Project

General

Profile

Bug #11830

Tagged APT snapshots' backup is impractical

Added by intrigeri about 1 year ago. Updated 27 days ago.

Status:
In Progress
Priority:
Normal
Assignee:
Category:
Infrastructure
Target version:
Start date:
09/23/2016
Due date:
% Done:

80%

QA Check:
Ready for QA
Feature Branch:
Type of work:
Sysadmin
Blueprint:
Starter:
Affected tool:

Description

For each release we currently add about 6-7GB of data to backup, which is painful when running backups on a poor Internet connection. I think we should investigate deduplication:

  • either in the source filesystem itself, which has the advantage of saving storage space on lizard;
    • using hardlinks-based deduplication tools) should work, e.g. http://jak-linux.org/projects/hardlink/ that we use during our ISO build process
    • using a filesystem that deduplicates data would not help on the backup side (unless we use tools specific to that filesystem to back up our data); and last time I checked, no such filesystem was ready for production use on Linux
  • or in the backup process itself, e.g. using bup instead of rdiff-backup
    • bup supports pull-style backups (see bup-on(1))

Related issues

Blocks Tails - Feature #13242: Core work 2017Q4: Sysadmin (Maintain our already existing services) Confirmed 06/29/2017

History

#1 Updated by intrigeri about 1 year ago

  • Description updated (diff)

#2 Updated by intrigeri about 1 year ago

  • Status changed from Confirmed to In Progress
  • Assignee changed from intrigeri to bertagaz
  • Target version changed from 284 to Tails_2.7
  • % Done changed from 0 to 10
  • QA Check set to Info Needed

The hardlink(1)-based solution seems to be pretty efficient on our current 31GB tagged snapshots repo:

reprepro-tagged-snapshots@apt:~$ time hardlink --dry-run --ignore-time /srv/apt-snapshots/tagged/repositories/
Mode:     dry-run
Files:    38410
Linked:   29650 files
Compared: 0 xattrs
Compared: 41484 files
Saved:    22.34 GiB
Duration: 77.18 seconds

... and the amount of space saved will only grow as we add releases. I'm tempted to simply go this way and be done with it. Given it's super easy to run this command via cron, I'm setting a closer target version (this can be done very quickly if we want).

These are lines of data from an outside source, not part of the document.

use std::collections::HashMap;

use advent_framework::parsing::{InputScanner, parse_with_context};
use advent_framework::runner::solution_runner;
use advent_framework::{DynamicResult, ParseData, PartOne, PartTwo, Solution};
use checked_sum::CheckedSum;
use regex::Regex;
use thiserror::Error;

use crate::arithmetic::{CheckedProduct, Overflow};

#[solution_runner(name = "Day 19: Aplenty", parsed = System, part_one = Day19, part_two = Day19)]
impl super::AdventOfCode2023<19> {}

/*
The input lists workflows, a blank line, then machine parts. A workflow like
`px{a<2006:qkq,m>2090:A,rfg}` checks its rules in order and sends the part to the target of the
first matching rule, or to the last entry when none match. `A` accepts and `R` rejects. Parts are
rated in four categories, `{x=787,m=2655,a=1222,s=2876}`, and every part starts at workflow `in`.
*/

#[derive(Error, Debug)]
enum Day19Error {
    #[error("invalid workflow {0:?}")]
    InvalidWorkflow(String),
    #[error("invalid rule {0:?}")]
    InvalidRule(String),
    #[error("invalid part {0:?}")]
    InvalidPart(String),
    #[error("workflow {0:?} is not defined")]
    UnknownWorkflow(String),
    #[error("workflows send parts around in a cycle")]
    Cycle,
}

const START: &str = "in";

#[derive(Debug, Clone, Copy, PartialEq, Eq)]
enum Category {
    X,
    M,
    A,
    S,
}

impl Category {
    fn index(self) -> usize {
        match self {
            Self::X => 0,
            Self::M => 1,
            Self::A => 2,
            Self::S => 3,
        }
    }
}

#[derive(Debug, Clone, PartialEq, Eq)]
enum Target {
    Accept,
    Reject,
    Workflow(String),
}

impl From<&str> for Target {
    fn from(name: &str) -> Self {
        match name {
            "A" => Self::Accept,
            "R" => Self::Reject,
            name => Self::Workflow(name.to_owned()),
        }
    }
}

#[derive(Debug, Clone, Copy, PartialEq, Eq)]
enum Comparison {
    Less,
    Greater,
}

#[derive(Debug, Clone, PartialEq, Eq)]
struct Rule {
    category: Category,
    comparison: Comparison,
    value: u64,
    target: Target,
}

/// Inclusive range of ratings.
#[derive(Debug, Clone, Copy, PartialEq, Eq)]
struct Span {
    start: u64,
    end: u64,
}

impl Span {
    fn new(start: u64, end: u64) -> Option<Self> {
        (start <= end).then_some(Self { start, end })
    }

    fn len(self) -> u64 {
        self.end - self.start + 1
    }
}

impl Rule {
    fn matches(&self, part: &Part) -> bool {
        let rating = part.0[self.category.index()];
        match self.comparison {
            Comparison::Less => rating < self.value,
            Comparison::Greater => rating > self.value,
        }
    }

    /// The parts of `span` that match and that fail this rule.
    fn split(&self, span: Span) -> (Option<Span>, Option<Span>) {
        match self.comparison {
            Comparison::Less => (
                self.value
                    .checked_sub(1)
                    .and_then(|high| Span::new(span.start, span.end.min(high))),
                Span::new(span.start.max(self.value), span.end),
            ),
            Comparison::Greater => (
                self.value
                    .checked_add(1)
                    .and_then(|low| Span::new(span.start.max(low), span.end)),
                Span::new(span.start, span.end.min(self.value)),
            ),
        }
    }
}

#[derive(Debug, Clone, PartialEq, Eq)]
struct Workflow {
    rules: Vec<Rule>,
    fallback: Target,
}

impl Workflow {
    fn target(&self, part: &Part) -> &Target {
        self.rules
            .iter()
            .find(|rule| rule.matches(part))
            .map_or(&self.fallback, |rule| &rule.target)
    }
}

/// Ratings of x, m, a and s.
#[derive(Debug, Clone, Copy, PartialEq, Eq)]
struct Part([u64; 4]);

impl Part {
    fn rating(&self) -> Option<u64> {
        self.0.iter().copied().checked_sum()
    }
}

#[derive(Debug)]
struct System {
    workflows: HashMap<String, Workflow>,
    parts: Vec<Part>,
}

struct Patterns {
    workflow: Regex,
    rule: Regex,
    part: Regex,
}

impl Patterns {
    fn new() -> Result<Self, regex::Error> {
        Ok(Self {
            workflow: Regex::new(r"^(\w+)\{(.*),(\w+)\}$")?,
            rule: Regex::new(r"^([xmas])([<>])(\d+):(\w+)$")?,
            part: Regex::new(r"^\{x=(\d+),m=(\d+),a=(\d+),s=(\d+)\}$")?,
        })
    }

    fn parse_rule(&self, text: &str) -> DynamicResult<Rule> {
        let captures = self
            .rule
            .captures(text)
            .ok_or_else(|| Day19Error::InvalidRule(text.to_owned()))?;
        let category = match &captures[1] {
            "x" => Category::X,
            "m" => Category::M,
            "a" => Category::A,
            _ => Category::S,
        };
        let comparison = if &captures[2] == "<" {
            Comparison::Less
        } else {
            Comparison::Greater
        };
        Ok(Rule {
            category,
            comparison,
            value: parse_with_context(&captures[3])?,
            target: Target::from(&captures[4]),
        })
    }

    fn parse_workflow(&self, line: &str) -> DynamicResult<(String, Workflow)> {
        let captures = self
            .workflow
            .captures(line)
            .ok_or_else(|| Day19Error::InvalidWorkflow(line.to_owned()))?;
        let rules = captures[2]
            .split(',')
            .map(|rule| self.parse_rule(rule))
            .collect::<DynamicResult<_>>()?;
        Ok((
            captures[1].to_owned(),
            Workflow {
                rules,
                fallback: Target::from(&captures[3]),
            },
        ))
    }

    fn parse_part(&self, line: &str) -> DynamicResult<Part> {
        let captures = self
            .part
            .captures(line)
            .ok_or_else(|| Day19Error::InvalidPart(line.to_owned()))?;
        let mut ratings = [0; 4];
        for (rating, text) in ratings.iter_mut().zip(captures.iter().skip(1).flatten()) {
            *rating = parse_with_context(text.as_str())?;
        }
        Ok(Part(ratings))
    }
}

impl ParseData for System {
    fn parse(input: &str) -> DynamicResult<Self> {
        let patterns = Patterns::new()?;
        let mut scanner = InputScanner::new(input);
        scanner.skip_empty();
        let workflows = scanner
            .collect_sequence(|_, line| patterns.parse_workflow(line.trim()))?
            .into_iter()
            .collect();
        scanner.skip_empty();
        let parts = scanner.collect_sequence(|_, line| patterns.parse_part(line.trim()))?;
        Ok(Self { workflows, parts })
    }
}

impl System {
    fn workflow(&self, name: &str) -> Result<&Workflow, Day19Error> {
        self.workflows
            .get(name)
            .ok_or_else(|| Day19Error::UnknownWorkflow(name.to_owned()))
    }

    fn is_accepted(&self, part: &Part) -> Result<bool, Day19Error> {
        let mut workflow = self.workflow(START)?;
        // a part that visits more workflows than exist must be going around in circles
        for _ in 0..=self.workflows.len() {
            match workflow.target(part) {
                Target::Accept => return Ok(true),
                Target::Reject => return Ok(false),
                Target::Workflow(name) => workflow = self.workflow(name)?,
            }
        }
        Err(Day19Error::Cycle)
    }

    /// How many rating combinations in `1..=4000` end up accepted.
    fn accepted_combinations(&self) -> DynamicResult<u64> {
        const FULL: Span = Span {
            start: 1,
            end: 4000,
        };

        let mut total = 0u64;
        let mut pending = vec![(Target::Workflow(START.to_owned()), [FULL; 4], 0)];
        while let Some((target, mut spans, depth)) = pending.pop() {
            let name = match target {
                Target::Reject => continue,
                Target::Accept => {
                    let combinations = spans
                        .iter()
                        .map(|span| span.len())
                        .checked_product()
                        .ok_or(Overflow("rating combinations"))?;
                    total = total
                        .checked_add(combinations)
                        .ok_or(Overflow("sum of combinations"))?;
                    continue;
                }
                Target::Workflow(name) => name,
            };
            if depth > self.workflows.len() {
                return Err(Day19Error::Cycle.into());
            }

            let workflow = self.workflow(&name)?;
            let mut remaining = true;
            for rule in &workflow.rules {
                let index = rule.category.index();
                let (matched, failed) = rule.split(spans[index]);
                if let Some(matched) = matched {
                    let mut branch = spans;
                    branch[index] = matched;
                    pending.push((rule.target.clone(), branch, depth + 1));
                }
                match failed {
                    Some(failed) => spans[index] = failed,
                    None => {
                        remaining = false;
                        break;
                    }
                }
            }
            if remaining {
                pending.push((workflow.fallback.clone(), spans, depth + 1));
            }
        }
        Ok(total)
    }
}

struct Day19;

impl Solution<PartOne> for Day19 {
    type Input = System;
    type Output = u64;

    fn solve(input: &Self::Input) -> DynamicResult<Self::Output> {
        let mut total = 0u64;
        for part in &input.parts {
            if input.is_accepted(part)? {
                total = part
                    .rating()
                    .and_then(|rating| total.checked_add(rating))
                    .ok_or(Overflow("sum of ratings"))?;
            }
        }
        Ok(total)
    }
}

/*
Part 2 ignores the listed parts and asks how many distinct parts, with every rating between 1 and
4000, the workflows would accept. Ranges of ratings are pushed through the workflows, splitting
wherever a rule cuts one in two.
*/

impl Solution<PartTwo> for Day19 {
    type Input = System;
    type Output = u64;

    fn solve(input: &Self::Input) -> DynamicResult<Self::Output> {
        input.accepted_combinations()
    }
}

bertagaz, what do you think?

#3 Updated by intrigeri about 1 year ago

  • Type of work changed from Research to Sysadmin

#4 Updated by bertagaz about 1 year ago

  • Assignee changed from bertagaz to intrigeri

intrigeri wrote:

bertagaz, what do you think?

That sounds pretty nice, and I agree that's probably the best path to follow. Do you have an idea how much it ameliorates the backup time?

#5 Updated by intrigeri about 1 year ago

  • QA Check changed from Info Needed to Dev Needed

That sounds pretty nice, and I agree that's probably the best path to follow.

OK, I'll go ahead then.

Do you have an idea how much it ameliorates the backup time?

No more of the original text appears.